It is unfortunately time for another November fund-raising campaign to support my work here at Behind the Black. I really dislike doing these, but 2025 is so far turning out to be a very poor year for donations and subscriptions, the worst since 2020. I very much need your support for this webpage to survive.

 

And I think I provide real value. Fifteen years ago I said SLS was garbage and should be cancelled. Almost a decade ago I said Orion was a lie and a bad idea. As early as 1998, long before almost anyone else, I predicted in my first book, Genesis: The Story of Apollo 8, that private enterprise and freedom would conquer the solar system, not government. Very early in the COVID panic and continuing throughout I noted that every policy put forth by the government (masks, social distancing, lockdowns, jab mandates) was wrong, misguided, and did more harm than good. In planetary science, while everyone else in the media still thinks Mars has no water, I have been reporting the real results from the orbiters now for more than five years, that Mars is in fact a planet largely covered with ice.

 

I could continue with numerous other examples.
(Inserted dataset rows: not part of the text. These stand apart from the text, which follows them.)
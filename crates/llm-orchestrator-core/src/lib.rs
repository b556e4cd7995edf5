// Copyright (c) 2025 LLM DevOps
// SPDX-License-Identifier: MIT OR Apache-2.0

//! Core DAG workflow orchestration engine for LLM pipelines.
//!
//! Six cooperating components carry one workflow run from a parsed
//! description to a result envelope:
//!
//! - [`registry`] (C1) — the process-lifetime function name -> callable map.
//! - [`value`] (C2) — the `${name.path}` placeholder resolver.
//! - [`executor`] (C3) — timeout + bounded retry around one task invocation.
//! - [`dag`] and [`scheduler`] (C4) — graph validation and the concurrent
//!   ready-frontier execution loop.
//! - [`facade`] (C5) — one workflow bound to a registry.
//! - [`engine`] (C6) — the process-lifetime home for every loaded workflow.

pub mod dag;
pub mod engine;
pub mod error;
pub mod executor;
pub mod facade;
pub mod registry;
pub mod retry;
pub mod scheduler;
pub mod state;
pub mod value;
pub mod workflow;

pub use engine::Engine;
pub use error::{OrchestratorError, Result};
pub use facade::{RunOutcome, WorkflowFacade};
pub use registry::{FunctionError, FunctionRegistry, ParamMap, TaskFunction};
pub use state::{TaskRecord, TaskState, TaskSummary};
pub use workflow::{TaskSpec, Workflow};

/// Library version.
pub const VERSION: &str = env!("CARGO_PKG_VERSION");
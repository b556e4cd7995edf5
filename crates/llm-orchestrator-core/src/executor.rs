// Copyright (c) 2025 LLM DevOps
// SPDX-License-Identifier: MIT OR Apache-2.0

//! C3: the task executor — timeout + bounded retry around one invocation.

use chrono::Utc;
use std::sync::atomic::{AtomicBool, AtomicU32, Ordering};
use std::sync::Arc;
use std::time::Duration;
use tracing::{debug, warn};

use crate::error::OrchestratorError;
use crate::registry::{FunctionRegistry, ParamMap};
use crate::retry::{RetryExecutor, RetryPolicy};
use crate::state::{TaskRecord, TaskState};
use crate::workflow::TaskSpec;

/// Runs a single task invocation with its configured timeout and retry
/// budget, never propagating an error upward — every outcome lands in the
/// returned [`TaskRecord`] (§4.3).
pub struct TaskExecutor {
    registry: FunctionRegistry,
}

impl TaskExecutor {
    pub fn new(registry: FunctionRegistry) -> Self {
        Self { registry }
    }

    /// Executes `spec` with already-resolved `params`. `cancelled` is
    /// polled at every suspension point; once set, the in-flight attempt is
    /// abandoned and the record transitions to `CANCELLED`.
    pub async fn run(&self, spec: &TaskSpec, params: ParamMap, cancelled: &AtomicBool) -> TaskRecord {
        let start = Utc::now();
        let task_name = spec.name.clone();

        let function = match self.registry.lookup(spec.func.as_deref().unwrap_or("")) {
            Ok(f) => f,
            Err(err) => {
                warn!(task = %task_name, error = %err, "function lookup failed at dispatch time");
                return TaskRecord {
                    status: TaskState::Failed,
                    output: serde_json::Value::Null,
                    error: Some(err.to_string()),
                    start: Some(start),
                    end: Some(Utc::now()),
                    attempts: 0,
                };
            }
        };

        let retry_config = spec.effective_retry();
        let policy: RetryPolicy = (&retry_config).into();
        let retry_executor = RetryExecutor::new(policy);
        let timeout_duration = Duration::from_secs(spec.timeout.max(1));

        let attempts = Arc::new(AtomicU32::new(0));

        debug!(task = %task_name, timeout_secs = spec.timeout, "dispatching task");

        let outcome = retry_executor
            .execute(cancelled, {
                let function = function.clone();
                let params = params.clone();
                let attempts = attempts.clone();
                let task_name = task_name.clone();
                move || {
                    let function = function.clone();
                    let params = params.clone();
                    let attempts = attempts.clone();
                    let task_name = task_name.clone();
                    async move {
                        attempts.fetch_add(1, Ordering::SeqCst);
                        match tokio::time::timeout(timeout_duration, function.call(params)).await {
                            Ok(Ok(value)) => Ok(value),
                            Ok(Err(function_err)) => Err(OrchestratorError::TaskFailed {
                                task: task_name,
                                attempts: 0,
                                reason: function_err.to_string(),
                            }),
                            Err(_elapsed) => Err(OrchestratorError::Timeout {
                                task: task_name,
                                duration: timeout_duration,
                            }),
                        }
                    }
                }
            })
            .await;

        let end = Utc::now();
        let final_attempts = attempts.load(Ordering::SeqCst);

        match outcome {
            Ok(value) => TaskRecord {
                status: TaskState::Success,
                output: value,
                error: None,
                start: Some(start),
                end: Some(end),
                attempts: final_attempts,
            },
            Err(OrchestratorError::Cancelled) => TaskRecord {
                status: TaskState::Cancelled,
                output: serde_json::Value::Null,
                error: Some("task invocation was cancelled".to_string()),
                start: Some(start),
                end: Some(end),
                attempts: final_attempts,
            },
            Err(err @ OrchestratorError::Timeout { .. }) => TaskRecord {
                status: TaskState::Timeout,
                output: serde_json::Value::Null,
                error: Some(err.to_string()),
                start: Some(start),
                end: Some(end),
                attempts: final_attempts,
            },
            Err(err) => TaskRecord {
                status: TaskState::Failed,
                output: serde_json::Value::Null,
                error: Some(err.to_string()),
                start: Some(start),
                end: Some(end),
                attempts: final_attempts,
            },
        }
    }
}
If you want to know what others will discover a decade hence, read what I write here at Behind the Black. And if you read my most recent book, Conscious Choice, you will find out what is going to happen in space in the next century.

 

 

This last claim might sound like hubris on my part, but I base it on my overall track record.

 

So please consider donating or subscribing to Behind the Black, either by giving a one-time contribution or a regular subscription. I could really use the support at this time. There are five ways of doing so:

 

1. Zelle: This is the only internet method that charges no fees. All you have to do is use the Zelle link at your internet bank and give my name and email address (zimmerman at nasw dot org). What you donate is what I get.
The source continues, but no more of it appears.